• **Task item**
Each line of the data must be reproduced as it appears.

• **Information supplied**
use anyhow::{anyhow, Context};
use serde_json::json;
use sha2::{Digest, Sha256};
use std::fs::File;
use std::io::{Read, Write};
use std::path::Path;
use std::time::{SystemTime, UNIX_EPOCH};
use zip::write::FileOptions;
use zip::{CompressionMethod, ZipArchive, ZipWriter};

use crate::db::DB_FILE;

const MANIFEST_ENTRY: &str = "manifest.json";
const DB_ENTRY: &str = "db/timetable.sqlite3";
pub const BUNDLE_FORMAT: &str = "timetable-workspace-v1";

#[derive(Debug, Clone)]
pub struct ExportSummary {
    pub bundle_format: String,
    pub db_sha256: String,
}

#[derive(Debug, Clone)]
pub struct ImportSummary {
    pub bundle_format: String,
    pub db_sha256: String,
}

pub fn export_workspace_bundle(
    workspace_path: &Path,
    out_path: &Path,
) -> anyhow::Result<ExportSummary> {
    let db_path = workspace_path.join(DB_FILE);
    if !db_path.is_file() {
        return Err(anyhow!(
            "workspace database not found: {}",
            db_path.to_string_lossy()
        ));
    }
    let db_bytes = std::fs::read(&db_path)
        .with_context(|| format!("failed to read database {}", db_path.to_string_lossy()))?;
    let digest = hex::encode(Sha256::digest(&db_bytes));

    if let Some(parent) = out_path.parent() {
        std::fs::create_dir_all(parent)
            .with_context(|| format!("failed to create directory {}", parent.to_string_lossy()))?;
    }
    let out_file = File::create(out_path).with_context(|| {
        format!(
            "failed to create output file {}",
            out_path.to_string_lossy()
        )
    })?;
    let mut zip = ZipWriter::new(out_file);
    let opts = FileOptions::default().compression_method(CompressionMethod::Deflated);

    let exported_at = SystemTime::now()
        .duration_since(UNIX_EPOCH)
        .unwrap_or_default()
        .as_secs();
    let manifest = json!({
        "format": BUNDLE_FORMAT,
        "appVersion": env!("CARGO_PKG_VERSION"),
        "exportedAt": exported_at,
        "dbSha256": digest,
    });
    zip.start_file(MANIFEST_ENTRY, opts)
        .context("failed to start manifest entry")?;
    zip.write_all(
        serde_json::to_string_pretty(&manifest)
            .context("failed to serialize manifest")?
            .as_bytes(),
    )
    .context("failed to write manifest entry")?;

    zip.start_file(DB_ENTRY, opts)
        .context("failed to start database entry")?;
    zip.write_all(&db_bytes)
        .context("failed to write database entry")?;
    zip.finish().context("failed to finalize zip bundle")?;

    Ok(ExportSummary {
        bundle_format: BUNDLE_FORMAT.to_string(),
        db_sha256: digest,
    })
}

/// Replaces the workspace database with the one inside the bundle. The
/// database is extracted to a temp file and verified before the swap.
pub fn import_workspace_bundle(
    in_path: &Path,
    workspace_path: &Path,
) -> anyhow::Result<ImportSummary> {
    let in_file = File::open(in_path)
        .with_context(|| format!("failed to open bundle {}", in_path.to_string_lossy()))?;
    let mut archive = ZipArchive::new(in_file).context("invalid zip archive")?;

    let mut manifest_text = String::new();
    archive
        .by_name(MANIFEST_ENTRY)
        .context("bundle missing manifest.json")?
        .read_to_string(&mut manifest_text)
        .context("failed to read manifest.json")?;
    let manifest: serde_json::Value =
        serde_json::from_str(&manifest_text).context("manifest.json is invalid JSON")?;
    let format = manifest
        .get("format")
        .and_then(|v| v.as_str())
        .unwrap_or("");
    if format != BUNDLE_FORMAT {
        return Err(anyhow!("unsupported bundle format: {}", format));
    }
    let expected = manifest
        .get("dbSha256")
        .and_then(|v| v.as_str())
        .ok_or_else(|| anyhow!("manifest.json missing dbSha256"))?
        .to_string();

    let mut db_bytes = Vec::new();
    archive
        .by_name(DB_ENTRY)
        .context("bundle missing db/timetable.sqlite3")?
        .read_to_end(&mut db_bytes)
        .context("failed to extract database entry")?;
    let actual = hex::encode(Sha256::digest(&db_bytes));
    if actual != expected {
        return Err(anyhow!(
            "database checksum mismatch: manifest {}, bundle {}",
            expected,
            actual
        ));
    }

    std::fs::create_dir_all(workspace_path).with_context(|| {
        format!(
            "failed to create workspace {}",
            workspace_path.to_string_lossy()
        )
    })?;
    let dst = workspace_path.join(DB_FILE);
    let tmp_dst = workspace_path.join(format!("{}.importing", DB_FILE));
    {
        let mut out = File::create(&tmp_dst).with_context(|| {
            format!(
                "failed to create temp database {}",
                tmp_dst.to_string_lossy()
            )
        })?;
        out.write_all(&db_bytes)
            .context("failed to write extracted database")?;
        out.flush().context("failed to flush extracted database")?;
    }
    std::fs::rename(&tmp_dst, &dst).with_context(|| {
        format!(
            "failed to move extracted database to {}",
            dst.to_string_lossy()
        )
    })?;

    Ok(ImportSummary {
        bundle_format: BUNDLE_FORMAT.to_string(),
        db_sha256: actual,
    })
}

• **Answer space**
use anyhow::{anyhow, Context};
use serde_json::json;
use sha2::{Digest, Sha256};
use std::fs::File;
use std::io::{Read, Write};
use std::path::Path;
use std::time::{SystemTime, UNIX_EPOCH};
use zip::write::FileOptions;
use zip::{CompressionMethod, ZipArchive, ZipWriter};

use crate::db::DB_FILE;

const MANIFEST_ENTRY: &str = "manifest.json";
const DB_ENTRY: &str = "db/timetable.sqlite3";
pub const BUNDLE_FORMAT: &str = "timetable-workspace-v1";

#[derive(Debug, Clone)]
pub struct ExportSummary {
    pub bundle_format: String,
    pub db_sha256: String,
}

#[derive(Debug, Clone)]
pub struct ImportSummary {
    pub bundle_format: String,
    pub db_sha256: String,
}

pub fn export_workspace_bundle(
    workspace_path: &Path,
    out_path: &Path,
) -> anyhow::Result<ExportSummary> {
    let db_path = workspace_path.join(DB_FILE);
    if !db_path.is_file() {
        return Err(anyhow!(
            "workspace database not found: {}",
            db_path.to_string_lossy()
        ));
    }
    let db_bytes = std::fs::read(&db_path)
        .with_context(|| format!("failed to read database {}", db_path.to_string_lossy()))?;
    let digest = hex::encode(Sha256::digest(&db_bytes));

    if let Some(parent) = out_path.parent() {
        std::fs::create_dir_all(parent)
            .with_context(|| format!("failed to create directory {}", parent.to_string_lossy()))?;
    }
    let out_file = File::create(out_path).with_context(|| {
        format!(
            "failed to create output file {}",
            out_path.to_string_lossy()
        )
    })?;
    let mut zip = ZipWriter::new(out_file);
    let opts = FileOptions::default().compression_method(CompressionMethod::Deflated);

    let exported_at = SystemTime::now()
        .duration_since(UNIX_EPOCH)
        .unwrap_or_default()
        .as_secs();
    let manifest = json!({
        "format": BUNDLE_FORMAT,
        "appVersion": env!("CARGO_PKG_VERSION"),
        "exportedAt": exported_at,
        "dbSha256": digest,
    });
    zip.start_file(MANIFEST_ENTRY, opts)
        .context("failed to start manifest entry")?;
    zip.write_all(
        serde_json::to_string_pretty(&manifest)
            .context("failed to serialize manifest")?
            .as_bytes(),
    )
    .context("failed to write manifest entry")?;

    zip.start_file(DB_ENTRY, opts)
        .context("failed to start database entry")?;
    zip.write_all(&db_bytes)
        .context("failed to write database entry")?;
    zip.finish().context("failed to finalize zip bundle")?;

    Ok(ExportSummary {
        bundle_format: BUNDLE_FORMAT.to_string(),
        db_sha256: digest,
    })
}

/// Replaces the workspace database with the one inside the bundle. The
/// database is extracted to a temp file and verified before the swap.
pub fn import_workspace_bundle(
    in_path: &Path,
    workspace_path: &Path,
) -> anyhow::Result<ImportSummary> {
    let in_file = File::open(in_path)
        .with_context(|| format!("failed to open bundle {}", in_path.to_string_lossy()))?;
    let mut archive = ZipArchive::new(in_file).context("invalid zip archive")?;

    let mut manifest_text = String::new();
    archive
        .by_name(MANIFEST_ENTRY)
        .context("bundle missing manifest.json")?
        .read_to_string(&mut manifest_text)
        .context("failed to read manifest.json")?;
    let manifest: serde_json::Value =
        serde_json::from_str(&manifest_text).context("manifest.json is invalid JSON")?;
    let format = manifest
        .get("format")
        .and_then(|v| v.as_str())
        .unwrap_or("");
    if format != BUNDLE_FORMAT {
        return Err(anyhow!("unsupported bundle format: {}", format));
    }
    let expected = manifest
        .get("dbSha256")
        .and_then(|v| v.as_str())
        .ok_or_else(|| anyhow!("manifest.json missing dbSha256"))?
        .to_string();

    let mut db_bytes = Vec::new();
    archive
        .by_name(DB_ENTRY)
        .context("bundle missing db/timetable.sqlite3")?
        .read_to_end(&mut db_bytes)
        .context("failed to extract database entry")?;
    let actual = hex::encode(Sha256::digest(&db_bytes));
    if actual != expected {
        return Err(anyhow!(
            "database checksum mismatch: manifest {}, bundle {}",
            expected,
            actual
        ));
    }

    std::fs::create_dir_all(workspace_path).with_context(|| {
        format!(
            "failed to create workspace {}",
            workspace_path.to_string_lossy()
        )
    })?;
    let dst = workspace_path.join(DB_FILE);
    let tmp_dst = workspace_path.join(format!("{}.importing", DB_FILE));
    {
        let mut out = File::create(&tmp_dst).with_context(|| {
            format!(
                "failed to create temp database {}",
                tmp_dst.to_string_lossy()
            )
        })?;
        out.write_all(&db_bytes)
            .context("failed to write extracted database")?;
        out.flush().context("failed to flush extracted database")?;
    }
    std::fs::rename(&tmp_dst, &dst).with_context(|| {
        format!(
            "failed to move extracted database to {}",
            dst.to_string_lossy()
        )
    })?;

    Ok(ImportSummary {
        bundle_format: BUNDLE_FORMAT.to_string(),
        db_sha256: actual,
    })
}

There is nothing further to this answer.